Receiver General
- In office 1895–1897
- Premier: William Whiteway
- Preceded by: William J. S. Donnelly
- Succeeded by: Alan Goodridge (as Minister of Finance and Customs)

Member of the Newfoundland House of Assembly for St. John's West
- In office November 10, 1894 – October 28, 1897 Serving with Thomas Jackman (1894–1897) George Tessier (1894–1895) Edward Morris (1895–1897)
- Preceded by: Martin W. Furlong Edward Morris James C. Tessier
- Succeeded by: James J. Callanan James C. Tessier
- In office November 8, 1873 – November 6, 1889 Serving with Maurice Fenelon (1873–1878) Lewis Tessier (1873–1882) James J. Callanan (1882–1889) Philip D. White (1882–1885) Edward Morris (1885–1889)
- Preceded by: Peter Brennan
- Succeeded by: James Day Lawrence Gearin

Personal details
- Born: December 25, 1848 St. John's, Newfoundland Colony
- Died: October 22, 1899 (aged 50) St. John's, Newfoundland Colony
- Party: Anti-Confederation (1873–1874) Liberal (1874–1878, 1894–1897) Conservative (1882–1885) Reform (1885–1889)
- Spouse: Eleanor Margaret Little ​ ​(m. 1882)​
- Relatives: Joseph Little (brother-in-law) Philip Little (brother-in-law)
- Education: Saint Bonaventure's College
- Occupation: Lawyer

= Patrick J. Scott =

Newfoundland politician (1848–1899)

Patrick J. Scott (December 25, 1848 – October 22, 1899) was a lawyer and political figure in Newfoundland. He represented St. John's West in the Newfoundland and Labrador House of Assembly from 1873 to 1882, from 1885 to 1889 and from 1894 to 1897.

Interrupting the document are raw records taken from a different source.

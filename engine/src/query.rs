// Query templating: "?key" placeholders are replaced by value text
use std::collections::BTreeMap;

use crate::convert::to_string;
use shared::models::Value;

/// Substitutes each `?key` in `template` with the text form of its value.
/// Longer keys go first so `?field` cannot clobber `?field_name`.
pub fn build_query(template: &str, replacers: &BTreeMap<String, Value>) -> String {
    let mut keys: Vec<&String> = replacers.keys().collect();
    keys.sort_by(|a, b| b.len().cmp(&a.len()).then_with(|| a.cmp(b)));

    keys.into_iter().fold(template.to_string(), |qry, key| {
        qry.replace(&format!("?{}", key), &to_string(&replacers[key]))
    })
}

/// Wraps a table name as a subquery; text that already is a query is only
/// parenthesised.
pub fn table_or_query(table: &str) -> String {
    if table.to_lowercase().contains("select") {
        if table.starts_with('(') {
            table.to_string()
        } else {
            format!("({})", table)
        }
    } else {
        format!("(SELECT * FROM {})", table)
    }
}
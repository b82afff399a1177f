// Coercion of dynamic values into concrete types
//
// Every numeric coercion accepts the integer widths, the float widths and
// text. Narrowing into an integer is range checked first and fails with
// `ConvertError::OutOfRange` instead of truncating.
pub mod date;

pub use date::to_date;

use crate::error::ConvertError;
use shared::models::{Kind, Value};

fn parse_text<T: std::str::FromStr>(text: &str, to: Kind) -> Result<T, ConvertError> {
    text.parse::<T>().map_err(|_| ConvertError::Parse {
        input: text.to_string(),
        to,
    })
}

// Checks x against [min, -min), the range of a two's complement integer whose
// minimum is `min`. NaN is never in range.
fn check_float_range(x: f64, min: f64, from: Kind, to: Kind) -> Result<f64, ConvertError> {
    if x >= min && x < -min {
        Ok(x)
    } else {
        Err(ConvertError::OutOfRange { from, to })
    }
}

fn narrow<S, T: TryFrom<S>>(x: S, from: Kind, to: Kind) -> Result<T, ConvertError> {
    T::try_from(x).map_err(|_| ConvertError::OutOfRange { from, to })
}

pub fn to_int(value: &Value) -> Result<isize, ConvertError> {
    let to = Kind::Int;
    let from = value.kind();
    match value {
        Value::Int(x) => Ok(*x),
        Value::Int32(x) => narrow(*x, from, to),
        Value::Int64(x) => narrow(*x, from, to),
        Value::Float32(x) => Ok(check_float_range(f64::from(*x), isize::MIN as f64, from, to)? as isize),
        Value::Float64(x) => Ok(check_float_range(*x, isize::MIN as f64, from, to)? as isize),
        Value::Str(s) => parse_text(s, to),
        Value::Date(_) | Value::Null => Err(ConvertError::Unsupported { from, to }),
    }
}

pub fn to_int32(value: &Value) -> Result<i32, ConvertError> {
    let to = Kind::Int32;
    let from = value.kind();
    match value {
        Value::Int32(x) => Ok(*x),
        Value::Int64(x) => narrow(*x, from, to),
        Value::Int(x) => narrow(*x, from, to),
        Value::Float32(x) => Ok(check_float_range(f64::from(*x), f64::from(i32::MIN), from, to)? as i32),
        Value::Float64(x) => Ok(check_float_range(*x, f64::from(i32::MIN), from, to)? as i32),
        Value::Str(s) => parse_text(s, to),
        Value::Date(_) | Value::Null => Err(ConvertError::Unsupported { from, to }),
    }
}

pub fn to_int64(value: &Value) -> Result<i64, ConvertError> {
    let to = Kind::Int64;
    let from = value.kind();
    match value {
        Value::Int64(x) => Ok(*x),
        Value::Int32(x) => Ok(i64::from(*x)),
        Value::Int(x) => narrow(*x, from, to),
        Value::Float32(x) => Ok(check_float_range(f64::from(*x), i64::MIN as f64, from, to)? as i64),
        Value::Float64(x) => Ok(check_float_range(*x, i64::MIN as f64, from, to)? as i64),
        Value::Str(s) => parse_text(s, to),
        Value::Date(_) | Value::Null => Err(ConvertError::Unsupported { from, to }),
    }
}

pub fn to_float32(value: &Value) -> Result<f32, ConvertError> {
    let to = Kind::Float32;
    match value {
        Value::Float32(x) => Ok(*x),
        Value::Float64(x) => Ok(*x as f32),
        Value::Int32(x) => Ok(*x as f32),
        Value::Int64(x) => Ok(*x as f32),
        Value::Int(x) => Ok(*x as f32),
        Value::Str(s) => parse_text(s, to),
        Value::Date(_) | Value::Null => Err(ConvertError::Unsupported { from: value.kind(), to }),
    }
}

pub fn to_float64(value: &Value) -> Result<f64, ConvertError> {
    let to = Kind::Float64;
    match value {
        Value::Float64(x) => Ok(*x),
        Value::Float32(x) => Ok(f64::from(*x)),
        Value::Int32(x) => Ok(f64::from(*x)),
        Value::Int64(x) => Ok(*x as f64),
        Value::Int(x) => Ok(*x as f64),
        Value::Str(s) => parse_text(s, to),
        Value::Date(_) | Value::Null => Err(ConvertError::Unsupported { from: value.kind(), to }),
    }
}

/// Text form of a value. Dates render as `M/D/YYYY`, floats with two
/// decimals, strings unchanged; anything else uses `Value`'s `Display`.
pub fn to_string(value: &Value) -> String {
    match value {
        Value::Str(s) => s.clone(),
        Value::Date(d) => d.format("%-m/%-d/%Y").to_string(),
        Value::Float32(x) => format!("{:.2}", x),
        Value::Float64(x) => format!("{:.2}", x),
        other => other.to_string(),
    }
}

pub fn to_float64_slice(values: &[Value]) -> Result<Vec<f64>, ConvertError> {
    values.iter().map(to_float64).collect()
}

/// Coerces `value` to the type selected by `kind`.
pub fn to_kind(value: &Value, kind: Kind) -> Result<Value, ConvertError> {
    if value.is_null() {
        return Err(ConvertError::NilInput);
    }

    match kind {
        Kind::Float64 => to_float64(value).map(Value::Float64),
        Kind::Float32 => to_float32(value).map(Value::Float32),
        Kind::Int64 => to_int64(value).map(Value::Int64),
        Kind::Int32 => to_int32(value).map(Value::Int32),
        Kind::Int => to_int(value).map(Value::Int),
        Kind::String => Ok(Value::Str(to_string(value))),
        Kind::Date => to_date(value).map(Value::Date),
        Kind::Unsupported => Err(ConvertError::UnsupportedKind),
    }
}

#[cfg(test)]
mod tests {
    use super::*;
    use chrono::{TimeZone, Utc};

    #[test]
    fn test_to_int32_accepts_every_numeric_tag() {
        assert_eq!(to_int32(&Value::Int32(7)).unwrap(), 7);
        assert_eq!(to_int32(&Value::Int64(-7)).unwrap(), -7);
        assert_eq!(to_int32(&Value::Int(12)).unwrap(), 12);
        assert_eq!(to_int32(&Value::Float32(3.9)).unwrap(), 3);
        assert_eq!(to_int32(&Value::Float64(-3.9)).unwrap(), -3);
        assert_eq!(to_int32(&Value::from("123")).unwrap(), 123);
    }

    #[test]
    fn test_to_int32_out_of_range() {
        let overflow = ConvertError::OutOfRange { from: Kind::Int64, to: Kind::Int32 };
        assert_eq!(to_int32(&Value::Int64(i64::MAX)).unwrap_err(), overflow);

        let err = to_int32(&Value::Float32(i64::MAX as f32)).unwrap_err();
        assert_eq!(err, ConvertError::OutOfRange { from: Kind::Float32, to: Kind::Int32 });

        let err = to_int32(&Value::Float64(i64::MAX as f64)).unwrap_err();
        assert_eq!(err, ConvertError::OutOfRange { from: Kind::Float64, to: Kind::Int32 });

        assert!(to_int32(&Value::Int(isize::MAX)).is_err());
        assert!(to_int32(&Value::Float64(f64::NAN)).is_err());
        assert!(to_int32(&Value::Float64(2147483648.0)).is_err());
    }

    #[test]
    fn test_to_int32_range_boundaries() {
        assert_eq!(to_int32(&Value::Float64(2147483647.0)).unwrap(), i32::MAX);
        assert_eq!(to_int32(&Value::Float64(-2147483648.0)).unwrap(), i32::MIN);
        assert_eq!(to_int32(&Value::Int64(i64::from(i32::MIN))).unwrap(), i32::MIN);
    }

    #[test]
    fn test_to_int32_parse_failures() {
        let err = to_int32(&Value::from("twelve")).unwrap_err();
        assert_eq!(err, ConvertError::Parse { input: "twelve".to_string(), to: Kind::Int32 });
        // Text beyond the target width is a parse failure, not an overflow
        assert!(matches!(to_int32(&Value::from("9999999999")), Err(ConvertError::Parse { .. })));
    }

    #[test]
    fn test_integer_coercions_reject_dates_and_null() {
        let date = Value::Date(Utc.with_ymd_and_hms(2020, 1, 1, 0, 0, 0).unwrap());
        assert_eq!(
            to_int64(&date).unwrap_err(),
            ConvertError::Unsupported { from: Kind::Date, to: Kind::Int64 }
        );
        assert!(to_int(&Value::Null).is_err());
        assert!(to_float32(&date).is_err());
        assert!(to_float64(&Value::Null).is_err());
    }

    #[test]
    fn test_to_int64() {
        assert_eq!(to_int64(&Value::Int32(-5)).unwrap(), -5);
        assert_eq!(to_int64(&Value::from("9223372036854775807")).unwrap(), i64::MAX);
        assert!(to_int64(&Value::Float64(1e19)).is_err());
        assert!(to_int64(&Value::Float32(f32::INFINITY)).is_err());
        assert_eq!(to_int64(&Value::Float64(-9.223372036854775808e18)).unwrap(), i64::MIN);
    }

    #[test]
    fn test_to_int() {
        assert_eq!(to_int(&Value::Int64(42)).unwrap(), 42);
        assert_eq!(to_int(&Value::from("-17")).unwrap(), -17);
        assert!(to_int(&Value::Float64(f64::MAX)).is_err());
    }

    #[test]
    fn test_float_coercions() {
        assert_eq!(to_float64(&Value::Int64(3)).unwrap(), 3.0);
        assert_eq!(to_float64(&Value::Float32(1.5)).unwrap(), 1.5);
        assert_eq!(to_float64(&Value::from("2.25")).unwrap(), 2.25);
        assert_eq!(to_float32(&Value::Float64(0.5)).unwrap(), 0.5);
        assert_eq!(to_float32(&Value::Int(-4)).unwrap(), -4.0);
        assert!(matches!(to_float32(&Value::from("1,5")), Err(ConvertError::Parse { .. })));
    }

    #[test]
    fn test_to_string() {
        let date = Value::Date(Utc.with_ymd_and_hms(2001, 10, 3, 0, 0, 0).unwrap());
        assert_eq!(to_string(&date), "10/3/2001");
        assert_eq!(to_string(&Value::Float64(3.14159)), "3.14");
        assert_eq!(to_string(&Value::Float32(2.0)), "2.00");
        assert_eq!(to_string(&Value::from("'quoted'")), "'quoted'");
        assert_eq!(to_string(&Value::Int64(-9)), "-9");
        assert_eq!(to_string(&Value::Null), "null");
    }

    #[test]
    fn test_int32_text_round_trip() {
        for x in [0, 1, -1, i32::MAX, i32::MIN, 20010203] {
            let text = Value::Str(to_string(&Value::Int32(x)));
            assert_eq!(to_int32(&text).unwrap(), x);
        }
    }

    #[test]
    fn test_to_float64_slice() {
        let values = vec![Value::Int32(1), Value::from("2.5"), Value::Float32(0.5)];
        assert_eq!(to_float64_slice(&values).unwrap(), vec![1.0, 2.5, 0.5]);

        let bad = vec![Value::Int32(1), Value::from("x")];
        assert!(to_float64_slice(&bad).is_err());
    }

    #[test]
    fn test_to_kind_dispatch() {
        assert_eq!(to_kind(&Value::from("12"), Kind::Int32).unwrap(), Value::Int32(12));
        assert_eq!(to_kind(&Value::Int32(12), Kind::Float64).unwrap(), Value::Float64(12.0));
        assert_eq!(to_kind(&Value::Float64(1.0), Kind::String).unwrap(), Value::from("1.00"));
        assert_eq!(to_kind(&Value::Int64(5), Kind::Int).unwrap(), Value::Int(5));
        assert_eq!(
            to_kind(&Value::from("October 3, 2001"), Kind::Date).unwrap(),
            Value::Date(Utc.with_ymd_and_hms(2001, 10, 3, 0, 0, 0).unwrap())
        );
    }

    #[test]
    fn test_to_kind_failures() {
        assert_eq!(to_kind(&Value::Null, Kind::String).unwrap_err(), ConvertError::NilInput);
        assert_eq!(to_kind(&Value::Int32(1), Kind::Unsupported).unwrap_err(), ConvertError::UnsupportedKind);
        assert_eq!(
            to_kind(&Value::Int64(i64::MAX), Kind::Int32).unwrap_err(),
            ConvertError::OutOfRange { from: Kind::Int64, to: Kind::Int32 }
        );
        assert_eq!(to_kind(&Value::Int32(1), Kind::from("uint8")).unwrap_err(), ConvertError::UnsupportedKind);
    }
}
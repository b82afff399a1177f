// Reads a delimited export of a query result into typed rows
use csv::{ReaderBuilder, StringRecord};
use shared::models::{Kind, Table, Value};
use std::fs::File;
use std::io::{BufReader, Read};
use std::path::Path;
use tracing::{debug, info};

use crate::config::settings::EngineSettings;
use crate::convert::to_kind;
use crate::error::EngineError;

pub type Row = Vec<Value>;

#[derive(Debug, Clone, PartialEq)]
pub struct ResultSet {
    pub columns: Vec<String>,
    pub kinds: Vec<Kind>,
    pub rows: Vec<Row>,
}

impl ResultSet {
    pub fn column_index(&self, name: &str) -> Option<usize> {
        self.columns.iter().position(|c| c == name)
    }

    // Rows become numbered row names; cells are regrouped by column
    pub fn to_table(&self) -> Table {
        let mut data: Vec<Vec<Value>> = vec![Vec::with_capacity(self.rows.len()); self.columns.len()];
        for row in &self.rows {
            for (col, cell) in data.iter_mut().zip(row.iter()) {
                col.push(cell.clone());
            }
        }

        Table {
            row_names: (1..=self.rows.len()).map(|n| n.to_string()).collect(),
            col_names: self.columns.clone(),
            data,
        }
    }
}

pub struct ResultReader {
    settings: EngineSettings,
}

impl ResultReader {
    pub fn new(settings: EngineSettings) -> Self {
        ResultReader { settings }
    }

    pub fn read_path(&self, path: impl AsRef<Path>) -> Result<ResultSet, EngineError> {
        let path = path.as_ref();
        let file = File::open(path).map_err(|e| {
            EngineError::CsvDataFormatError(format!("Failed to open '{}': {}", path.display(), e))
        })?;
        let set = self.read(BufReader::new(file))?;
        info!(path = %path.display(), rows = set.rows.len(), columns = set.columns.len(), "Loaded result file");
        Ok(set)
    }

    pub fn read<R: Read>(&self, source: R) -> Result<ResultSet, EngineError> {
        let mut rdr = ReaderBuilder::new()
            .delimiter(self.settings.delimiter_byte()?)
            .has_headers(self.settings.has_headers)
            .from_reader(source);

        let mut columns: Vec<String> = if self.settings.has_headers {
            rdr.headers()?.iter().map(|h| h.trim().to_string()).collect()
        } else {
            Vec::new()
        };
        let mut kinds: Vec<Kind> = columns.iter().map(|c| self.settings.kind_of(c)).collect();

        let mut rows = Vec::new();
        let first_line = if self.settings.has_headers { 2 } else { 1 };

        for (idx, result) in rdr.records().enumerate() {
            let line = idx + first_line;
            let record = result.map_err(|e| {
                EngineError::CsvDataFormatError(format!("Error reading record at line {}: {}", line, e))
            })?;

            // Headerless input: columns are named by position from the first record
            if columns.is_empty() {
                columns = (1..=record.len()).map(|n| format!("col{}", n)).collect();
                kinds = columns.iter().map(|c| self.settings.kind_of(c)).collect();
            }

            rows.push(Self::convert_record(&record, &columns, &kinds, line)?);
        }

        debug!(rows = rows.len(), "Converted result rows");
        Ok(ResultSet { columns, kinds, rows })
    }

    fn convert_record(record: &StringRecord, columns: &[String], kinds: &[Kind], line: usize) -> Result<Row, EngineError> {
        if record.len() != columns.len() {
            return Err(EngineError::CsvDataFormatError(format!(
                "Expected {} fields at line {}, found {}",
                columns.len(),
                line,
                record.len()
            )));
        }

        record
            .iter()
            .zip(columns.iter().zip(kinds.iter()))
            .map(|(field, (name, kind))| {
                let field = field.trim();
                if field.is_empty() {
                    return Ok(Value::Null);
                }
                to_kind(&Value::from(field), *kind).map_err(|e| {
                    EngineError::CsvDataFormatError(format!("Error parsing '{}' at line {}: {}", name, line, e))
                })
            })
            .collect()
    }
}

He was born in St. John's and educated at Saint Bonaventure's College. He studied law with George James Hogsett and John Little and was admitted to the Newfoundland bar in 1874. Scott married Eleanor Margaret Little, the sister of Joseph Ignatius Little, in 1882. He was defeated when he ran for reelection in 1889 and in 1893 and in an 1890 by-election in St. John's East. He was elected again in an 1894 by-election held after several Liberals elected in 1893 were forced to resign. Scott was named to the Executive Council as receiver general in 1894. He was defeated when he chose to run in Placentia and St. Mary's in the 1897 general election. He died in St. John's of heart failure at the age of 50.